Given data:
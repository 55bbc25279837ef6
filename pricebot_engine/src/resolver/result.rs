use crate::catalog::CatalogEntry;

/// The outcome of resolving one piece of user input.
#[derive(Debug, Clone, PartialEq, Eq)]
pub struct ResolutionResult {
    /// `None` is the empty result: nothing matched.
    pub entity: Option<CatalogEntry>,
    /// The entity came from the fuzzy fallback (or nothing matched at all) and should be confirmed with the user.
    pub is_guess: bool,
    /// The input was interpreted as a numeric id.
    pub is_numeric_id: bool,
}

impl ResolutionResult {
    pub fn empty(is_guess: bool) -> Self {
        Self { entity: None, is_guess, is_numeric_id: false }
    }

    pub fn matched(entity: CatalogEntry) -> Self {
        Self { entity: Some(entity), is_guess: false, is_numeric_id: false }
    }

    pub fn guessed(entity: CatalogEntry) -> Self {
        Self { entity: Some(entity), is_guess: true, is_numeric_id: false }
    }

    pub fn by_id(entity: CatalogEntry) -> Self {
        Self { entity: Some(entity), is_guess: false, is_numeric_id: true }
    }

    pub fn is_empty(&self) -> bool {
        self.entity.is_none()
    }

    pub fn id(&self) -> Option<i64> {
        self.entity.as_ref().map(|e| e.id)
    }

    pub fn name(&self) -> Option<&str> {
        self.entity.as_ref().map(|e| e.name.as_str())
    }
}
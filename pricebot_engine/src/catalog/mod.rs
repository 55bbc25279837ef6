//! # The entity catalog
//!
//! The catalog holds every name the bot can resolve, split by [`Category`]. It is loaded from a
//! [`CatalogSource`](crate::traits::CatalogSource) and replaced wholesale on every refresh: readers take an
//! `Arc<CatalogSnapshot>` from the [`CatalogStore`] and keep working against it, even if a newer snapshot is published
//! in the meantime. No entry is ever mutated in place.
mod entry;
mod snapshot;
mod store;

pub use entry::{CatalogEntry, Category, UnknownCategory};
pub use snapshot::CatalogSnapshot;
pub use store::CatalogStore;
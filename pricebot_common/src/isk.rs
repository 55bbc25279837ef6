use std::{
    fmt::Display,
    iter::Sum,
    ops::{Add, AddAssign, Neg, Sub, SubAssign},
    str::FromStr,
};

use rust_decimal::{Decimal, RoundingStrategy};
use serde::{Deserialize, Serialize};
use thiserror::Error;

use crate::op;

pub const ISK_CURRENCY_CODE: &str = "ISK";

//--------------------------------------        Isk          ---------------------------------------------------------
/// An amount of in-game currency. Market prices carry more precision than the two decimals that are displayed, so the
/// full decimal value is kept and only rounded on demand.
#[derive(Debug, Clone, Copy, Default, PartialEq, Eq, PartialOrd, Ord, Hash, Serialize, Deserialize)]
#[serde(transparent)]
pub struct Isk(Decimal);

op!(binary Isk, Add, add);
op!(binary Isk, Sub, sub);
op!(inplace Isk, AddAssign, add_assign);
op!(inplace Isk, SubAssign, sub_assign);
op!(unary Isk, Neg, neg);

impl Sum for Isk {
    fn sum<I: Iterator<Item = Self>>(iter: I) -> Self {
        iter.fold(Self::default(), Add::add)
    }
}

#[derive(Debug, Clone, Error)]
#[error("Value cannot be represented as an ISK amount: {0}")]
pub struct IskConversionError(String);

impl From<Decimal> for Isk {
    fn from(value: Decimal) -> Self {
        Self(value)
    }
}

impl From<i64> for Isk {
    fn from(value: i64) -> Self {
        Self(Decimal::from(value))
    }
}

impl FromStr for Isk {
    type Err = IskConversionError;

    fn from_str(s: &str) -> Result<Self, Self::Err> {
        let cleaned = s.trim().trim_end_matches(ISK_CURRENCY_CODE).trim().replace(',', "");
        Decimal::from_str(&cleaned).map(Self).map_err(|e| IskConversionError(format!("{s}: {e}")))
    }
}

impl Isk {
    pub fn value(&self) -> Decimal {
        self.0
    }

    pub fn from_cents(cents: i64) -> Self {
        Self(Decimal::new(cents, 2))
    }

    pub fn is_zero(&self) -> bool {
        self.0.is_zero()
    }

    /// The absolute difference between two amounts.
    pub fn abs_diff(&self, other: Isk) -> Isk {
        Self((self.0 - other.0).abs())
    }

    /// Round to `dp` decimal places, with midpoints rounded away from zero (so 0.005 becomes 0.01).
    pub fn round_half_up(&self, dp: u32) -> Isk {
        Self(self.0.round_dp_with_strategy(dp, RoundingStrategy::MidpointAwayFromZero))
    }
}

impl Display for Isk {
    fn fmt(&self, f: &mut std::fmt::Formatter<'_>) -> std::fmt::Result {
        let rounded = self.round_half_up(2).0;
        let sign = if rounded.is_sign_negative() && !rounded.is_zero() { "-" } else { "" };
        let digits = format!("{:.2}", rounded.abs());
        let (whole, fraction) = digits.split_once('.').unwrap_or((digits.as_str(), "00"));
        let mut grouped = String::with_capacity(whole.len() + whole.len() / 3);
        for (i, c) in whole.chars().enumerate() {
            if i > 0 && (whole.len() - i) % 3 == 0 {
                grouped.push(',');
            }
            grouped.push(c);
        }
        write!(f, "{sign}{grouped}.{fraction} {ISK_CURRENCY_CODE}")
    }
}

#[cfg(test)]
mod test {
    use super::*;

    #[test]
    fn display() {
        assert_eq!(Isk::from_cents(123_456_789).to_string(), "1,234,567.89 ISK");
        assert_eq!(Isk::from(5).to_string(), "5.00 ISK");
        assert_eq!(Isk::from_cents(-150_000).to_string(), "-1,500.00 ISK");
        assert_eq!(Isk::from_str("999.995").unwrap().to_string(), "1,000.00 ISK");
        assert_eq!(Isk::from_str("0.001").unwrap().to_string(), "0.00 ISK");
    }

    #[test]
    fn parsing() {
        assert_eq!(Isk::from_str("1,250.50 ISK").unwrap(), Isk::from_cents(125_050));
        assert_eq!(Isk::from_str(" 42 ").unwrap(), Isk::from(42));
        assert!(Isk::from_str("forty-two").is_err());
    }

    #[test]
    fn rounding_and_differences() {
        let baseline = Isk::from_str("100.00").unwrap();
        let nudged = Isk::from_str("100.004").unwrap();
        assert_eq!(nudged.abs_diff(baseline).round_half_up(2), Isk::default());
        let moved = Isk::from_str("100.01").unwrap();
        assert_eq!(baseline.abs_diff(moved).round_half_up(2), Isk::from_cents(1));
        assert_eq!(Isk::from_str("0.005").unwrap().round_half_up(2), Isk::from_cents(1));
        assert_eq!(Isk::from_str("0.0049").unwrap().round_half_up(2), Isk::default());
    }

    #[test]
    fn arithmetic() {
        let mut total: Isk = [Isk::from(1), Isk::from_cents(50), Isk::from(2)].into_iter().sum();
        assert_eq!(total, Isk::from_cents(350));
        total -= Isk::from(1);
        assert_eq!(total, Isk::from_cents(250));
        assert_eq!(-total, Isk::from_cents(-250));
    }

    #[test]
    fn serde_is_transparent() {
        let isk: Isk = serde_json::from_str("\"12.345\"").unwrap();
        assert_eq!(isk, Isk::from_str("12.345").unwrap());
    }
}
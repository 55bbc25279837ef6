use cucumber::{then, when};
use pricebot_engine::hint::hint;

use crate::cucumber::ResolverWorld;

#[when(expr = "I resolve {string}")]
async fn resolve(world: &mut ResolverWorld, input: String) {
    world.resolve(input).await;
}

#[then(expr = "the result is item {int}")]
async fn result_is_item(world: &mut ResolverWorld, id: i64) {
    assert_eq!(world.result().id(), Some(id), "Unexpected match for '{}'", world.input);
}

#[then("the result is empty")]
async fn result_is_empty(world: &mut ResolverWorld) {
    assert!(world.result().is_empty(), "Expected no match for '{}', got {:?}", world.input, world.result());
}

#[then("the result is a guess")]
async fn result_is_guess(world: &mut ResolverWorld) {
    assert!(world.result().is_guess, "Expected a guess for '{}'", world.input);
}

#[then("the result is not a guess")]
async fn result_is_not_guess(world: &mut ResolverWorld) {
    assert!(!world.result().is_guess, "Did not expect a guess for '{}'", world.input);
}

#[then("the result was found by id")]
async fn result_by_id(world: &mut ResolverWorld) {
    assert!(world.result().is_numeric_id, "Expected '{}' to match by id", world.input);
}

#[then(regex = r"^the hint reads: (.*)$")]
async fn hint_is(world: &mut ResolverWorld, expected: String) {
    assert_eq!(hint(world.result(), &world.input), expected);
}

#[then("there is no hint")]
async fn no_hint(world: &mut ResolverWorld) {
    assert_eq!(hint(world.result(), &world.input), "");
}
use std::time::Duration;

use log::*;
use pricebot_engine::{
    tracker::TickReport,
    traits::{MarketData, NotificationSink},
    TrackingScheduler,
};
use tokio::{
    task::JoinHandle,
    time::{interval, MissedTickBehavior},
};

/// Drive `scheduler` every `period`. A tick that overruns delays the next one rather than causing a burst.
pub fn start_tracking_worker<M, N>(mut scheduler: TrackingScheduler<M, N>, period: Duration) -> JoinHandle<()>
where
    M: MarketData + 'static,
    N: NotificationSink + 'static,
{
    tokio::spawn(async move {
        let mut timer = interval(period);
        timer.set_missed_tick_behavior(MissedTickBehavior::Delay);
        info!("📈️ Tracking worker started. Checking prices every {}s", period.as_secs());
        loop {
            timer.tick().await;
            let report = scheduler.tick().await;
            if report == TickReport::default() {
                trace!("📈️ Nothing is being tracked");
            } else {
                info!("📈️ Tracking tick: {report}");
            }
        }
    })
}

#[cfg(test)]
mod test {
    use std::sync::Arc;

    use pricebot_common::Isk;
    use pricebot_engine::{
        catalog::CatalogEntry,
        events::EventProducers,
        test_utils::{prepare_test_env, FakeMarket, RecordingSink},
        tracker::TrackRequest,
        TrackerConfig,
    };

    use super::*;

    #[tokio::test(start_paused = true)]
    async fn worker_ticks_on_schedule() {
        prepare_test_env();
        let market = Arc::new(FakeMarket::new());
        market.set_price(34, 10000002, Isk::from(5));
        let sink = Arc::new(RecordingSink::new());
        let (scheduler, handle) = TrackingScheduler::new(
            Arc::clone(&market),
            Arc::clone(&sink),
            TrackerConfig::default(),
            EventProducers::default(),
        );
        let request = TrackRequest::new(
            CatalogEntry::item(34, "Tritanium"),
            CatalogEntry::region(10000002, "The Forge"),
            "alice".into(),
            Isk::from(1),
        );
        handle.start_tracking(request).await.unwrap();
        market.reset_counts();
        let worker = start_tracking_worker(scheduler, Duration::from_secs(60));

        // The first tick is immediate
        tokio::time::sleep(Duration::from_secs(1)).await;
        assert_eq!(market.fetch_count(34, 10000002), 1);
        assert!(sink.deliveries().is_empty());

        market.set_price(34, 10000002, Isk::from(7));
        tokio::time::sleep(Duration::from_secs(30)).await;
        assert!(sink.deliveries().is_empty());
        tokio::time::sleep(Duration::from_secs(30)).await;
        assert_eq!(market.fetch_count(34, 10000002), 2);
        assert_eq!(sink.deliveries().len(), 1);

        handle.cancel_all_for(&"alice".into()).unwrap();
        tokio::time::sleep(Duration::from_secs(60)).await;
        assert_eq!(market.fetch_count(34, 10000002), 2);
        worker.abort();
    }
}
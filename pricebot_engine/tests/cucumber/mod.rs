mod resolver_world;
mod setups;
mod steps;

pub use resolver_world::ResolverWorld;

Directions for this task: From the entries, report every line in which the string "SubAssign" occurs.

Solved problem:
    ops::{Add, AddAssign, Neg, Sub, SubAssign},
op!(inplace Isk, SubAssign, sub_assign);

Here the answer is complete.